2. After the injection of pilocarpine the volume of saliva is directly proportional to the amount of histamine in the submaxillary gland and, in the same dog, to the amount of histamine in the saliva. A correlation was found between the amount of histamine in saliva and the increase of activity of the specific histidine decarboxylase in the gland (adaptative formation of histamine).
3. In experiments in which attempts were made to exhaust the gland by numerous injections of pilocarpine the initial intensity of the response was diminished by only 13% after many hours, whereas the time of latency was prolonged and the duration of response was, in parallel with the histamine amount of the saliva, strongly diminished.
4. After the injections of physostigmine, the volume of saliva is directly proportional to the amount of histamine in the saliva, not only in the same dog, but also between different dogs. The latency of the response and the secretion curve contradict a direct action of physostigmine at the secreting cell.
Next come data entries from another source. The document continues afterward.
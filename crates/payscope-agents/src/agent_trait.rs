use std::time::Duration;

use async_trait::async_trait;
use tracing::warn;
use uuid::Uuid;

use crate::types::{AgentResult, Evidence};

/// An agent in the suite (spec.md §4.12). Implementations must tolerate
/// partial evidence (reflect it in `confidence`, never panic or fabricate
/// data) and stay within the tenant scope implied by `evidence.bank_id` —
/// none of them accept a store handle, so there is nothing to scope.
#[async_trait]
pub trait Agent: Send + Sync {
    fn name(&self) -> &'static str;

    async fn run(&self, task_id: Uuid, query: &str, evidence: &Evidence) -> AgentResult;
}

/// Runs `agent` under a wall-clock deadline; a timed-out agent is
/// cancelled and recorded with a `timeout` rationale rather than left to
/// run unbounded (spec.md §4.12).
pub async fn run_bounded(agent: &dyn Agent, task_id: Uuid, query: &str, evidence: &Evidence, timeout: Duration) -> AgentResult {
    match tokio::time::timeout(timeout, agent.run(task_id, query, evidence)).await {
        Ok(result) => result,
        Err(_) => {
            warn!(agent = agent.name(), task_id = %task_id, "agent exceeded its time budget");
            AgentResult::timed_out(agent.name())
        }
    }
}

#[cfg(test)]
mod tests {
    use super::*;
    use serde_json::json;

    struct SlowAgent;

    #[async_trait]
    impl Agent for SlowAgent {
        fn name(&self) -> &'static str {
            "slow"
        }

        async fn run(&self, _task_id: Uuid, _query: &str, _evidence: &Evidence) -> AgentResult {
            tokio::time::sleep(Duration::from_millis(200)).await;
            AgentResult {
                agent: "slow".to_string(),
                summary: "done".to_string(),
                metrics: json!({}),
                confidence: 1.0,
                rationale: "ok".to_string(),
            }
        }
    }

    fn empty_evidence() -> Evidence {
        Evidence {
            bank_id: Uuid::new_v4(),
            vector_hits: vec![],
            graph_neighborhoods: vec![],
            timeseries: crate::types::TimeSeriesWindow::empty(Uuid::new_v4(), chrono::Utc::now(), chrono::Utc::now()),
        }
    }

    #[tokio::test]
    async fn slow_agent_is_cancelled_and_recorded_as_timeout() {
        let result = run_bounded(&SlowAgent, Uuid::new_v4(), "q", &empty_evidence(), Duration::from_millis(10)).await;
        assert_eq!(result.rationale, "timeout");
        assert_eq!(result.confidence, 0.0);
    }

    #[tokio::test]
    async fn fast_agent_completes_normally() {
        let result = run_bounded(&SlowAgent, Uuid::new_v4(), "q", &empty_evidence(), Duration::from_secs(5)).await;
        assert_eq!(result.rationale, "ok");
    }
}
use axum::response::IntoResponse;

/// `GET /metrics` (spec.md §6): Prometheus text exposition format.
pub async fn metrics() -> impl IntoResponse {
    (
        [(axum::http::header::CONTENT_TYPE, "text/plain; version=0.0.4")],
        payscope_telemetry::METRICS.encode(),
    )
}
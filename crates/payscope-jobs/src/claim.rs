use chrono::{DateTime, Duration as ChronoDuration, Utc};
use payscope_core::error::PayScopeError;
use payscope_core::model::{JobStatus, ParseJob};
use sqlx::postgres::PgRow;
use sqlx::{FromRow, PgPool, Row};
use uuid::Uuid;

/// One `dlq_entries` row, for `apps/payscope-cli`'s DLQ listing.
#[derive(Debug, Clone)]
pub struct DlqEntry {
    pub dlq_id: Uuid,
    pub job_id: Uuid,
    pub error_class: String,
    pub error_detail: String,
    pub payload_ref: String,
    pub created_at: DateTime<Utc>,
}

impl FromRow<'_, PgRow> for DlqEntry {
    fn from_row(row: &PgRow) -> sqlx::Result<Self> {
        Ok(DlqEntry {
            dlq_id: row.try_get("dlq_id")?,
            job_id: row.try_get("job_id")?,
            error_class: row.try_get("error_class")?,
            error_detail: row.try_get("error_detail")?,
            payload_ref: row.try_get("payload_ref")?,
            created_at: row.try_get("created_at")?,
        })
    }
}

fn dependency_error(detail: impl Into<String>) -> PayScopeError {
    PayScopeError::DependencyUnavailable {
        dependency: "job_queue".to_string(),
        detail: detail.into(),
    }
}

/// `ParseJob` lives in `payscope-core` and `sqlx::FromRow` in `sqlx`, so
/// orphan rules rule out implementing the trait here; this free function
/// is the row-to-domain-type mapping instead.
fn parse_job_from_row(row: &PgRow) -> Result<ParseJob, PayScopeError> {
    let status_raw: String = row.try_get("status").map_err(|e| dependency_error(e.to_string()))?;
    let status = match status_raw.as_str() {
        "PENDING" => JobStatus::Pending,
        "RUNNING" => JobStatus::Running,
        "SUCCEEDED" => JobStatus::Succeeded,
        "FAILED" => JobStatus::Failed,
        _ => JobStatus::Dlq,
    };
    Ok(ParseJob {
        job_id: row.try_get("job_id").map_err(|e| dependency_error(e.to_string()))?,
        artifact_id: row.try_get("artifact_id").map_err(|e| dependency_error(e.to_string()))?,
        status,
        attempt_count: row.try_get("attempt_count").map_err(|e| dependency_error(e.to_string()))?,
        last_error: row.try_get("last_error").map_err(|e| dependency_error(e.to_string()))?,
        claim_token: row.try_get("claim_token").map_err(|e| dependency_error(e.to_string()))?,
    })
}

/// Claims one pending job with `SELECT ... FOR UPDATE SKIP LOCKED`
/// (spec.md §4.8) so concurrent `apps/pipeline-worker` processes never
/// claim the same artifact. Sets `status=RUNNING`, a fresh random
/// `claim_token`, and increments `attempt_count` atomically with the
/// claim, all inside one transaction.
pub async fn claim_next(pool: &PgPool) -> Result<Option<ParseJob>, PayScopeError> {
    let mut tx = pool
        .begin()
        .await
        .map_err(|e| dependency_error(format!("begin claim transaction: {e}")))?;

    let candidate = sqlx::query(
        "SELECT job_id FROM parse_jobs
         WHERE status = 'PENDING'
         ORDER BY created_at
         FOR UPDATE SKIP LOCKED
         LIMIT 1",
    )
    .fetch_optional(&mut *tx)
    .await
    .map_err(|e| dependency_error(format!("select pending job: {e}")))?;

    let Some(row) = candidate else {
        tx.commit().await.ok();
        return Ok(None);
    };
    let job_id: Uuid = row.try_get("job_id").map_err(|e| dependency_error(e.to_string()))?;

    let claim_token = Uuid::new_v4();
    let row = sqlx::query(
        "UPDATE parse_jobs
         SET status = 'RUNNING', claim_token = $2, attempt_count = attempt_count + 1, claimed_at = now()
         WHERE job_id = $1
         RETURNING job_id, artifact_id, status, attempt_count, last_error, claim_token",
    )
    .bind(job_id)
    .bind(claim_token)
    .fetch_one(&mut *tx)
    .await
    .map_err(|e| dependency_error(format!("claim job {job_id}: {e}")))?;
    let claimed = parse_job_from_row(&row)?;

    tx.commit()
        .await
        .map_err(|e| dependency_error(format!("commit claim transaction: {e}")))?;

    Ok(Some(claimed))
}

pub async fn mark_succeeded(pool: &PgPool, job_id: Uuid) -> Result<(), PayScopeError> {
    sqlx::query("UPDATE parse_jobs SET status = 'SUCCEEDED', claim_token = NULL WHERE job_id = $1")
        .bind(job_id)
        .execute(pool)
        .await
        .map_err(|e| dependency_error(format!("mark_succeeded {job_id}: {e}")))?;
    Ok(())
}

/// Records a transient failure and returns the job to `PENDING` so the
/// next claim picks it up after the caller's chosen backoff elapses; the
/// caller (the stage loop in `apps/pipeline-worker`) is responsible for
/// actually sleeping.
pub async fn mark_retry(pool: &PgPool, job_id: Uuid, error_detail: &str) -> Result<(), PayScopeError> {
    sqlx::query("UPDATE parse_jobs SET status = 'PENDING', claim_token = NULL, last_error = $2 WHERE job_id = $1")
        .bind(job_id)
        .bind(error_detail)
        .execute(pool)
        .await
        .map_err(|e| dependency_error(format!("mark_retry {job_id}: {e}")))?;
    Ok(())
}

/// Moves a job to its terminal `FAILED`/DLQ state: retries exhausted or a
/// non-retryable error class (spec.md §4.8). `error_class` and
/// `error_detail` are retained on the DLQ entry so an operator has enough
/// context to reprocess after a fix.
pub async fn move_to_dlq(
    pool: &PgPool,
    job_id: Uuid,
    error_class: &str,
    error_detail: &str,
    payload_ref: &str,
) -> Result<(), PayScopeError> {
    let mut tx = pool
        .begin()
        .await
        .map_err(|e| dependency_error(format!("begin dlq transaction: {e}")))?;

    sqlx::query("UPDATE parse_jobs SET status = 'DLQ', claim_token = NULL, last_error = $2 WHERE job_id = $1")
        .bind(job_id)
        .bind(error_detail)
        .execute(&mut *tx)
        .await
        .map_err(|e| dependency_error(format!("mark job dlq {job_id}: {e}")))?;

    sqlx::query(
        "INSERT INTO dlq_entries (dlq_id, job_id, error_class, error_detail, payload_ref, created_at)
         VALUES ($1, $2, $3, $4, $5, now())",
    )
    .bind(Uuid::new_v4())
    .bind(job_id)
    .bind(error_class)
    .bind(error_detail)
    .bind(payload_ref)
    .execute(&mut *tx)
    .await
    .map_err(|e| dependency_error(format!("insert dlq entry for {job_id}: {e}")))?;

    tx.commit()
        .await
        .map_err(|e| dependency_error(format!("commit dlq transaction: {e}")))?;
    Ok(())
}

/// Returns a DLQ'd job to `PENDING` with a reset `attempt_count`, for an
/// operator-initiated reprocess after fixing whatever caused the original
/// failure (spec.md §9's DLQ reprocessing UX: a manual admin action
/// through `apps/payscope-cli`, not an automatic replay). Resetting
/// `attempt_count` means this job gets the operator's fix a full
/// `max_retries` worth of attempts before it can DLQ again.
pub async fn requeue_from_dlq(pool: &PgPool, job_id: Uuid) -> Result<(), PayScopeError> {
    let result = sqlx::query(
        "UPDATE parse_jobs SET status = 'PENDING', claim_token = NULL, attempt_count = 0, last_error = NULL
         WHERE job_id = $1 AND status = 'DLQ'",
    )
    .bind(job_id)
    .execute(pool)
    .await
    .map_err(|e| dependency_error(format!("requeue_from_dlq {job_id}: {e}")))?;

    if result.rows_affected() == 0 {
        return Err(PayScopeError::ValidationRowFailed {
            detail: format!("job {job_id} is not currently in DLQ"),
        });
    }
    Ok(())
}

/// Lists the most recent DLQ entries, newest first, for an operator to
/// triage via `apps/payscope-cli` before deciding what to requeue.
pub async fn list_dlq(pool: &PgPool, limit: i64) -> Result<Vec<DlqEntry>, PayScopeError> {
    sqlx::query_as::<_, DlqEntry>(
        "SELECT dlq_id, job_id, error_class, error_detail, payload_ref, created_at
         FROM dlq_entries
         ORDER BY created_at DESC
         LIMIT $1",
    )
    .bind(limit)
    .fetch_all(pool)
    .await
    .map_err(|e| dependency_error(format!("list_dlq: {e}")))
}

/// Releases claims held by workers that crashed without clearing their
/// `claim_token`: any `RUNNING` job whose `claimed_at` is older than
/// `timeout` is returned to `PENDING` (spec.md §5 "crashed workers release
/// claims after a timeout"). Returns the number of jobs released.
pub async fn reclaim_stale(pool: &PgPool, timeout: ChronoDuration) -> Result<u64, PayScopeError> {
    let cutoff_seconds = timeout.num_seconds().max(1);
    let result = sqlx::query(
        "UPDATE parse_jobs
         SET status = 'PENDING', claim_token = NULL
         WHERE status = 'RUNNING' AND claimed_at < now() - ($1 || ' seconds')::interval",
    )
    .bind(cutoff_seconds.to_string())
    .execute(pool)
    .await
    .map_err(|e| dependency_error(format!("reclaim_stale: {e}")))?;
    Ok(result.rows_affected())
}

/// Clears this worker's own claim without changing job status, for an
/// orderly shutdown mid-stage (spec.md §5): the job is left `RUNNING` but
/// unclaimed, so `reclaim_stale` (or another worker, once its
/// `claimed_at` ages out) can pick it back up.
pub async fn release_claim(pool: &PgPool, job_id: Uuid) -> Result<(), PayScopeError> {
    sqlx::query("UPDATE parse_jobs SET claim_token = NULL WHERE job_id = $1")
        .bind(job_id)
        .execute(pool)
        .await
        .map_err(|e| dependency_error(format!("release_claim {job_id}: {e}")))?;
    Ok(())
}
use payscope_core::error::PayScopeError;

/// Pluggable OCR backend for `pdf-scanned` artifacts. Deployments wire in
/// a real engine (e.g. a Tesseract or cloud-OCR binding); this crate ships
/// only the trait and a null implementation so the extractor's control
/// flow (per-page failure isolation, confidence propagation) is exercised
/// and testable without a system OCR dependency.
pub trait OcrEngine: Send + Sync {
    /// Recognizes text in a single rasterized page, returning the text and
    /// an overall confidence in `[0, 1]`.
    fn recognize_page(&self, page_image: &[u8]) -> Result<(String, f64), PayScopeError>;
}

/// Always reports failure; used where no OCR backend has been configured.
/// The extractor turns this into a per-page error marker rather than
/// failing the whole artifact (spec.md §4.3).
pub struct NullOcrEngine;

impl OcrEngine for NullOcrEngine {
    fn recognize_page(&self, _page_image: &[u8]) -> Result<(String, f64), PayScopeError> {
        Err(PayScopeError::ExtractionFailed {
            detail: "no OCR engine configured".to_string(),
        })
    }
}
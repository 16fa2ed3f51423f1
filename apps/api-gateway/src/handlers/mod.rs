pub mod admin;
pub mod chat;
pub mod health;
pub mod metrics;
pub mod upload;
5. In contrast to other antihistamine drugs which inhibit the salivation induced by parasympathetic drugs and histamine, mepyramine causes a large release of histamine and stimulation of salivary secretion, which could be inhibited by the former antihistamine drugs.
6. Histamine induced salivation is strongly augmented by prestimulation of the submaxillary gland with pilocarpine, carbachol, physostigmine, nicotine, and by treatment with aminoguanidine. Aminoguanidine (5 mg/kg) itself stimulates salivation. After i.a., but not after i.v. administration of histamine, the release of histamine into the saliva is increased. Injected histamine is partly stored by “glandotrop” histamine pools (pools, from which histamine is released in order to stimulate directly elements in the same gland) and can be released by pilocarpine, acetylcholine, and physostigmine. Only histamine which is released from stores is involved in the stimulation of secretion.
7. The pancreatic juice obtained by stimulation by secretin and pilocarpine, but not by pancreocymine, contains histamine in a high concentration which is constant during the whole secretion period. Histamine itself stimulates pancreatic secretion.
8. A model showing how histamine mediates parasympathetic stimulation of the submaxillary gland is discussed: acetylcholine from parasympathetic nerve endings releases histamine from the “glandotrop” histamine stores. Histamine then stimulates glandular elements.